→ Action item
Check each line of the listing below for the string "built", then copy every line that has it.

**** Supplied information ****

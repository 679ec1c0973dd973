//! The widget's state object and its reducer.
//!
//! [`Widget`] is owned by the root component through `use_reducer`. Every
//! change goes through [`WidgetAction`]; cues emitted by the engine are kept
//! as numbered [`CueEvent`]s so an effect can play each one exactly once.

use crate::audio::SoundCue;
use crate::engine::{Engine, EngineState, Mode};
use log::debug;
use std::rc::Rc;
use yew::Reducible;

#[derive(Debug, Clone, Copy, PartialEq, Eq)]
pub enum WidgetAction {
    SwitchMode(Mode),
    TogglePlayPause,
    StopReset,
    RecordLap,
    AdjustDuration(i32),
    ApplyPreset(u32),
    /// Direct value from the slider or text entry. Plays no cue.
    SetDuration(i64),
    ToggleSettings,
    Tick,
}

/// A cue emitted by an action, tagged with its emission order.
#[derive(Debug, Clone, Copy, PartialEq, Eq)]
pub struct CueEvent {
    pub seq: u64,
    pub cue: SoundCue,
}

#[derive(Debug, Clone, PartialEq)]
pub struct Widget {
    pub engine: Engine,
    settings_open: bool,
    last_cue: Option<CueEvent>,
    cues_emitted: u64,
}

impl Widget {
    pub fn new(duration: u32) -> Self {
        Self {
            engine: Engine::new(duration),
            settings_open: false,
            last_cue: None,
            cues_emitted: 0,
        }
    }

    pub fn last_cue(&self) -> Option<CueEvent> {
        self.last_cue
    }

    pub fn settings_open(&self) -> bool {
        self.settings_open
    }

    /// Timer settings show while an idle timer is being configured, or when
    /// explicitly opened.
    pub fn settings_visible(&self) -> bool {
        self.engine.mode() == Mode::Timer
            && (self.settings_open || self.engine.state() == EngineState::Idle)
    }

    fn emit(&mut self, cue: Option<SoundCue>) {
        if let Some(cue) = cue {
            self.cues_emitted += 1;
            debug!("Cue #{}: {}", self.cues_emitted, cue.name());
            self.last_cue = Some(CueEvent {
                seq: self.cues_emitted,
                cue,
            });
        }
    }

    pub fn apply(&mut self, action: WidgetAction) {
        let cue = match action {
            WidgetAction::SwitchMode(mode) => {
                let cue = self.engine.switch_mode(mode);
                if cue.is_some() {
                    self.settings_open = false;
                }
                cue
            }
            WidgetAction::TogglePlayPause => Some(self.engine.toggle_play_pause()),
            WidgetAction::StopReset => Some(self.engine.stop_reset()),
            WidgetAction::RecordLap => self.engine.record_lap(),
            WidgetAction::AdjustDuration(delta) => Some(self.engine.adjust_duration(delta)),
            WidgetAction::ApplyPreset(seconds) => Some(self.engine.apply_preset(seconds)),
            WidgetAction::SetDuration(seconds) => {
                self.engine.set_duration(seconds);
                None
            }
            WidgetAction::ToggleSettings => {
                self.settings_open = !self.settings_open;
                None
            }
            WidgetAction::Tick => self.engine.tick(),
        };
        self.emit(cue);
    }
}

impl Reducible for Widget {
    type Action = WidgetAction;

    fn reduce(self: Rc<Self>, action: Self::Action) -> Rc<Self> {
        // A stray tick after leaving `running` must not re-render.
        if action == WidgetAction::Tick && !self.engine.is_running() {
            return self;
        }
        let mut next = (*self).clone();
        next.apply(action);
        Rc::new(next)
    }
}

****
**** Supplied information ****

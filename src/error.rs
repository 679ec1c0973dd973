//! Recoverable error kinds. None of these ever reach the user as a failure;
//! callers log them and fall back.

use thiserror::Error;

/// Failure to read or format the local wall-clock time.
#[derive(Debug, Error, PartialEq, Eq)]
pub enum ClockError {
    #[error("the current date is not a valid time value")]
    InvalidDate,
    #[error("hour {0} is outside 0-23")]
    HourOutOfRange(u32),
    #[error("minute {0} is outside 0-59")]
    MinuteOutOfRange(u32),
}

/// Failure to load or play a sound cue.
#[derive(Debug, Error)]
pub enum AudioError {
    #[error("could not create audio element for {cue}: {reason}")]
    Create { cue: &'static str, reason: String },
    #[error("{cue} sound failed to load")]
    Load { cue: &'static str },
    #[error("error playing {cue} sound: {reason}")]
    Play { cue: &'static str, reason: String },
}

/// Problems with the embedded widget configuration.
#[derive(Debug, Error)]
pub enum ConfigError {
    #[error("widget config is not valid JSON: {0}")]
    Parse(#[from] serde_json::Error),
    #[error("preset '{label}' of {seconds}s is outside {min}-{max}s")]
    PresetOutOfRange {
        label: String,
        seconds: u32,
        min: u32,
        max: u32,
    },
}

****
**** Supplied information ****

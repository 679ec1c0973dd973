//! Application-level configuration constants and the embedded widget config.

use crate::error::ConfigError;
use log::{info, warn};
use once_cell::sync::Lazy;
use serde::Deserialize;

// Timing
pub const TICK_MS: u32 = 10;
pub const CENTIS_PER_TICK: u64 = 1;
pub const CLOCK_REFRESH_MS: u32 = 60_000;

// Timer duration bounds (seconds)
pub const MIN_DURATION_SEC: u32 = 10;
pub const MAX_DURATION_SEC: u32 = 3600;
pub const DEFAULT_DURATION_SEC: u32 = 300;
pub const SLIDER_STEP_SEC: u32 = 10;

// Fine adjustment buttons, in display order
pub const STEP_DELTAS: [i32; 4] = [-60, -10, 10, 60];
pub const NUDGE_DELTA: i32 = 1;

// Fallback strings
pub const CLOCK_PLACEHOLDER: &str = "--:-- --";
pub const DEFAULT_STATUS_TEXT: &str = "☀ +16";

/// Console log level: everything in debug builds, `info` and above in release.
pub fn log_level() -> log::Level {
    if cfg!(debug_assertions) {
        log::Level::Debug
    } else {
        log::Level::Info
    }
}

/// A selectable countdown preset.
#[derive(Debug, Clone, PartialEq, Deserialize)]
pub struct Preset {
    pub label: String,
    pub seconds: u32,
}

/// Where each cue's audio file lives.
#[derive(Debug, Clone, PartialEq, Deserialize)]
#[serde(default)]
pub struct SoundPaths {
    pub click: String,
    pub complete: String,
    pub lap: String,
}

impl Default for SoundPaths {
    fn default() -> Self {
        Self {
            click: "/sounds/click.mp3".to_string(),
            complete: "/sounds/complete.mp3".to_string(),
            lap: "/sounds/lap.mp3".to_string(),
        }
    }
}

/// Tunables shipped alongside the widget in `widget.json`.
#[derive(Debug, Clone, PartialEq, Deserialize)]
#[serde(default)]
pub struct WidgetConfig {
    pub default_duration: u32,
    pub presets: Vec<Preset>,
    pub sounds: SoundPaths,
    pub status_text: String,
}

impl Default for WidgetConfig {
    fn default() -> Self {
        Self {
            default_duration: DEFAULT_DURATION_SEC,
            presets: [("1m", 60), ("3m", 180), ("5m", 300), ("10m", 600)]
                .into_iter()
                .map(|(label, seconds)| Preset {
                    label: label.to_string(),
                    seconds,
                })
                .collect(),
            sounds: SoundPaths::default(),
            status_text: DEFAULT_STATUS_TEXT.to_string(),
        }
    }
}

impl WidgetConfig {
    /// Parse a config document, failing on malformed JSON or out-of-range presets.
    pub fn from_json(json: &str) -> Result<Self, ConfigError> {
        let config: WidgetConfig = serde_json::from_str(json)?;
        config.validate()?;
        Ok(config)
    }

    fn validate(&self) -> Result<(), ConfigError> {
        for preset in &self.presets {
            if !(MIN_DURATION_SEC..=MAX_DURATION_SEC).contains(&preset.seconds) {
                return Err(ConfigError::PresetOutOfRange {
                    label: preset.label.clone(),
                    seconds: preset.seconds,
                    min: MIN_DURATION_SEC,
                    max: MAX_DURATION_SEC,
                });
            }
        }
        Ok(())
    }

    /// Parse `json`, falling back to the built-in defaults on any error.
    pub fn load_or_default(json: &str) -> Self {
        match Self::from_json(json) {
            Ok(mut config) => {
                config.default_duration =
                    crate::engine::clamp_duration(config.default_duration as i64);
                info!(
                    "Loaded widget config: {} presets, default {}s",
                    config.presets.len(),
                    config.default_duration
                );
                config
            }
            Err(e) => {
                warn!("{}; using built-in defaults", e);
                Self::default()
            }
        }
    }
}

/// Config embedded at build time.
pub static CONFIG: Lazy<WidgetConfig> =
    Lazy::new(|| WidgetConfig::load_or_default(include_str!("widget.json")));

****

→ Your response
    /// Parse `json`, falling back to the built-in defaults on any error.
                warn!("{}; using built-in defaults", e);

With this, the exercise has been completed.